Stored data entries

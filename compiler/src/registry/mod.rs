//! Collaborators the lowering pass consumes
//!
//! Each concern is a trait with one in-memory implementation backed by the
//! symbol table.

pub mod declarations;
pub mod members;
pub mod type_converter;

pub use declarations::{DeclarationRegistry, DeclarationStorage, ScopeBalance};
pub use members::{CallableId, MemberResolver, ProcessorAction, SupertypeMemberResolver, UseSiteScope};
pub use type_converter::{TypeConverter, TypeTranslator};
//! Error code registry for the lowering pass
//!
//! Codes are stable across releases so that tooling can match on them.
//!
//! # Error Code Ranges
//!
//! - E5300-E5389: Constructs lowering rejects or recovers from
//! - E5390-E5399: Internal invariant violations of the pass and its registry
//!
//! Codes in the first range are tied to the input; codes in the second range
//! always indicate a bug.

use crate::ir::IrErrorKind;
use fxhash::FxHashMap;
use std::fmt;

pub const UNSUPPORTED_CONSTRUCT: u16 = 5300;
pub const UNRESOLVED_REFERENCE: u16 = 5301;
pub const UNBOUND_LOOP: u16 = 5302;
pub const MISSING_BACKING_FIELD: u16 = 5303;

pub const EMPTY_CONTEXT_STACK: u16 = 5390;
pub const UNBALANCED_SCOPE: u16 = 5391;
pub const BODY_ALREADY_ATTACHED: u16 = 5392;
pub const PARENT_CONFLICT: u16 = 5393;
pub const UNEXPECTED_DECLARATION: u16 = 5394;
pub const UNKNOWN_SYMBOL: u16 = 5395;
pub const SYMBOL_KIND_MISMATCH: u16 = 5396;
pub const INVALID_TREE: u16 = 5397;

/// Error code struct containing the numeric code and human-readable description
#[derive(Debug, Clone, PartialEq, Eq, Hash)]
pub struct ErrorCode {
    pub code: u16,
    pub category: &'static str,
    pub description: &'static str,
    /// Optional help text with suggestions for fixing the error
    pub help: Option<&'static str>,
}

impl ErrorCode {
    pub const fn new(
        code: u16,
        category: &'static str,
        description: &'static str,
        help: Option<&'static str>,
    ) -> Self {
        Self {
            code,
            category,
            description,
            help,
        }
    }

    /// Format the error code as "E{code:04}" (e.g., "E5301")
    pub fn format_code(&self) -> String {
        format_error_code(self.code)
    }

}

impl fmt::Display for ErrorCode {
    fn fmt(&self, f: &mut fmt::Formatter<'_>) -> fmt::Result {
        write!(
            f,
            "{} [{}]: {}",
            self.format_code(),
            self.category,
            self.description
        )
    }
}

/// Registry containing all defined error codes
pub struct ErrorCodeRegistry {
    codes: FxHashMap<u16, ErrorCode>,
}

impl ErrorCodeRegistry {
    pub fn new() -> Self {
        let mut registry = Self {
            codes: FxHashMap::default(),
        };
        registry.register_all_codes();
        registry
    }

    pub fn get(&self, code: u16) -> Option<&ErrorCode> {
        self.codes.get(&code)
    }

    fn register(&mut self, error_code: ErrorCode) {
        self.codes.insert(error_code.code, error_code);
    }

    fn register_all_codes(&mut self) {
        // ===== RECOVERABLE (E5300-E5389) =====
        self.register(ErrorCode::new(
            UNSUPPORTED_CONSTRUCT,
            "Lowering",
            "Construct has no lowered form",
            Some("Only `==` lowers from the operator family; rewrite the expression as a call"),
        ));
        self.register(ErrorCode::new(
            UNRESOLVED_REFERENCE,
            "Lowering",
            "Unresolved reference",
            Some("Resolution left this reference without a target; check earlier diagnostics"),
        ));
        self.register(ErrorCode::new(
            UNBOUND_LOOP,
            "Lowering",
            "Jump outside of its target loop",
            Some("`break` and `continue` must appear inside the loop they name"),
        ));
        self.register(ErrorCode::new(
            MISSING_BACKING_FIELD,
            "Lowering",
            "Property has no backing field",
            Some("Assign through the property setter, or give the property an initializer"),
        ));

        // ===== INTERNAL (E5390-E5399) =====
        self.register(ErrorCode::new(
            EMPTY_CONTEXT_STACK,
            "Internal",
            "Context stack read while empty",
            None,
        ));
        self.register(ErrorCode::new(
            UNBALANCED_SCOPE,
            "Internal",
            "Registry scope left without a matching enter",
            None,
        ));
        self.register(ErrorCode::new(
            BODY_ALREADY_ATTACHED,
            "Internal",
            "Body attached to a declaration twice",
            None,
        ));
        self.register(ErrorCode::new(
            PARENT_CONFLICT,
            "Internal",
            "Declaration attached to a second parent",
            None,
        ));
        self.register(ErrorCode::new(
            UNEXPECTED_DECLARATION,
            "Internal",
            "Lowered declaration has an unexpected kind",
            None,
        ));
        self.register(ErrorCode::new(
            UNKNOWN_SYMBOL,
            "Internal",
            "Symbol missing from the symbol table",
            Some("Index every file of the module before lowering it"),
        ));
        self.register(ErrorCode::new(
            SYMBOL_KIND_MISMATCH,
            "Internal",
            "Symbol has an unexpected kind",
            None,
        ));
        self.register(ErrorCode::new(
            INVALID_TREE,
            "Internal",
            "Lowered tree violates ownership rules",
            None,
        ));
    }

}

impl Default for ErrorCodeRegistry {
    fn default() -> Self {
        Self::new()
    }
}

static REGISTRY: std::sync::OnceLock<ErrorCodeRegistry> = std::sync::OnceLock::new();

/// Get the global error code registry
pub fn error_registry() -> &'static ErrorCodeRegistry {
    REGISTRY.get_or_init(ErrorCodeRegistry::new)
}

pub fn get_error_code(code: u16) -> Option<&'static ErrorCode> {
    error_registry().get(code)
}

/// Code reported for an error node of the given kind
pub fn code_for_error_node(kind: IrErrorKind) -> u16 {
    match kind {
        IrErrorKind::UnresolvedReference => UNRESOLVED_REFERENCE,
        IrErrorKind::UnboundLoop => UNBOUND_LOOP,
        IrErrorKind::MissingBackingField => MISSING_BACKING_FIELD,
    }
}

/// Helper function to format error code string (e.g., 5301 -> "E5301")
pub fn format_error_code(code: u16) -> String {
    format!("E{:04}", code)
}

#[cfg(test)]
mod tests {
    use super::*;

    #[test]
    fn test_registry_lookup() {
        let registry = ErrorCodeRegistry::new();
        let unresolved = registry.get(UNRESOLVED_REFERENCE).unwrap();
        assert_eq!(unresolved.description, "Unresolved reference");
        assert_eq!(unresolved.category, "Lowering");
        assert!(registry.get(1).is_none());
    }

    #[test]
    fn test_every_error_code_is_registered() {
        for code in [
            UNSUPPORTED_CONSTRUCT,
            UNRESOLVED_REFERENCE,
            UNBOUND_LOOP,
            MISSING_BACKING_FIELD,
            EMPTY_CONTEXT_STACK,
            UNBALANCED_SCOPE,
            BODY_ALREADY_ATTACHED,
            PARENT_CONFLICT,
            UNEXPECTED_DECLARATION,
            UNKNOWN_SYMBOL,
            SYMBOL_KIND_MISMATCH,
            INVALID_TREE,
        ] {
            let entry = get_error_code(code).unwrap();
            assert_eq!(entry.code, code);
            assert_eq!(entry.category == "Internal", code >= EMPTY_CONTEXT_STACK);
        }
    }

    #[test]
    fn test_every_error_node_kind_has_help() {
        for kind in [
            IrErrorKind::UnresolvedReference,
            IrErrorKind::UnboundLoop,
            IrErrorKind::MissingBackingField,
        ] {
            assert!(get_error_code(code_for_error_node(kind)).unwrap().help.is_some());
        }
    }

    #[test]
    fn test_display_and_format() {
        assert_eq!(format_error_code(5301), "E5301");
        assert_eq!(
            get_error_code(UNBOUND_LOOP).unwrap().to_string(),
            "E5302 [Lowering]: Jump outside of its target loop"
        );
    }
}
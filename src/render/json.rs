//! Per-page JSON rendering for extracted documents.

use log::debug;
use rayon::prelude::*;

use crate::analyze::HeightBaseline;
use crate::error::{Error, Result};
use crate::model::{ExtractedDocument, PageContent, PageFragments};

use super::markdown::render_fragments;
use super::RenderOptions;

/// JSON output format.
#[derive(Debug, Clone, Copy, PartialEq, Eq, Default)]
pub enum JsonFormat {
    /// Pretty-printed JSON with indentation
    #[default]
    Pretty,
    /// Compact JSON without extra whitespace
    Compact,
}

/// Reflow each selected page separately against the document-wide
/// baseline. Pages whose content is blank after trimming are dropped.
pub fn to_pages(doc: &ExtractedDocument, options: &RenderOptions) -> Result<Vec<PageContent>> {
    let baseline = HeightBaseline::of_document(doc);

    let selected: Vec<&PageFragments> = doc
        .pages
        .iter()
        .filter(|page| options.page_selection.includes(page.number))
        .collect();

    let render_page = |page: &PageFragments| -> Option<PageContent> {
        let content = render_fragments(page.fragments.iter(), &baseline, options);
        if content.trim().is_empty() {
            debug!("dropping blank page {}", page.number);
            return None;
        }
        Some(PageContent::new(page.number, content))
    };

    let rendered: Vec<Option<PageContent>> = if options.parallel {
        selected.par_iter().map(|page| render_page(page)).collect()
    } else {
        selected.iter().map(|page| render_page(page)).collect()
    };

    Ok(rendered.into_iter().flatten().collect())
}

/// Convert a document to per-page JSON.
pub fn to_page_json(
    doc: &ExtractedDocument,
    options: &RenderOptions,
    format: JsonFormat,
) -> Result<String> {
    let pages = to_pages(doc, options)?;
    let result = match format {
        JsonFormat::Pretty => serde_json::to_string_pretty(&pages),
        JsonFormat::Compact => serde_json::to_string(&pages),
    };

    result.map_err(|e| Error::Render(format!("JSON serialization error: {}", e)))
}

• _What is required_
Across all lines above, count those with the string "containing". Only the number is wanted.

• _Exercise answer_
2